Beta Alanine InformationBeta-alanine, with the molecular formula of C3H7NO2 and also known as 3-Aminopropionic acid, is a naturally-occurring nonessential beta amino acid. It is highly water-soluble.
What Is This Supplement?
Unlike α-Alanine, beta-alanine is neither utilized in biosynthesis for any of the major enzymes/proteins nor found in food sources like chicken and eggs, vegetables and dairy products. It is, however, produced in the body by the oxidation of dihydrouracil, carnosine and pantothenic acid. Also, beta-alanine is normally transformed into acetic acid.
What Does It Do? As previously implied, beta-alanine is not involved in enzyme production and protein synthesis unlike α-Alanine that performs both functions in addition to energy production. Instead, beta-alanine promotes intramuscular carnosine concentrations. As such, beta-alanine helps in improving energy levels, supporting optimum muscular endurance and enhancing athletic performance. And since beta-alanine obviously increases training endurance via high energy levels and muscle stamina, the probability for significant gains in muscle strength and size is increased over time. For example, one study discovered that a 10-week regimen of beta-alanine resulted in significant improvements in workout volume particularly on the bench press and the squat. In another study where beta-alanine was administered for 30 days in doses of 1.6 grams three times a day, completed reps increased by 22 percent.
For bodybuilders desiring to decrease their rest periods between sets, beta-alanine helps in faster recovery, longer workout periods and greater muscle gains. And then, there is the fact that overall calorie burn is also increased.
How Does It Work? During intense exercise, the body accumulates large amounts of hydrogen ions that lead to the build up of lactic acid. In turn, this produces acidosis, the state at which muscle inflammation and failure can be triggered. When acidosis does happen, your body loses more energy and feels more fatigue until you cease to exercise entirely. This is where carnosine and beta-alanine supplementation come in. On one hand, carnosine buffers muscle tissue against acidosis and, hence, delays muscular inflammation and fatigue. Thus, the more carnosine present in the body, the lesser chances for acidosis and the lesser likelihood of prematurely quitting the workout regimen. On the other hand, beta-alanine is one of the precursors of carnosine, the other one being histidine. However, the body produces more histidine than it does beta-alanine, which means that the bioavailability of carnosine is limited by the presence of beta-alanine. It is, thus, important to increase the levels of beta-alanine to maintain the beneficial effects of carnosine. Beta-alanine supplementation is recommended simply because one cannot ingest carnosine by itself. Noticeable results of the supplementation manifest after 12 weeks of regular use.
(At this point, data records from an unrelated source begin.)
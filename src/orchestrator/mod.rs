//! 编排层（Orchestration Layer）
//!
//! ## 层次关系
//!
//! ```text
//! runner::Orchestrator (一次运行)
//!     ↓
//! batch_coordinator (批量：逐个文档)
//!     ↓
//! sequencer (单个文档：逐页)
//!     ↓
//! services (能力层：page_executor / finalizer / output_resolver)
//!     ↓
//! clients (传输：ProcessingApi)
//! ```
//!
//! 编排层只做调度和进度记录，不解释服务端响应的内容。

pub mod batch_coordinator;
pub mod runner;
pub mod sequencer;

pub use batch_coordinator::BatchCoordinator;
pub use runner::{Orchestrator, RunFailure, RunReport};
pub use sequencer::{DocumentRun, RunRecord, Sequencer, SequencerState};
What Is The Suggested Dosage? Before using beta-alanine supplements, or any supplements for that matter, physician consultation is strongly recommended. Following suggested manufacturer's dosage is highly advised as safety is still of utmost importance in athletic training. Most beta-alanine supplement manufacturer's recommend taking it in two stages. First, the loading phase of 6 grams in 2-3 daily doses for 6 days and then, second, the maintenance phase of 3 grams 3 times daily. At first, mild side effects like mild tingling sensation and skin flushes can be experienced. These symptoms will often go away by themselves and are often a sign that the supplements are working. And it also helps to lower the daily dosage with the help of a licensed medical practitioner.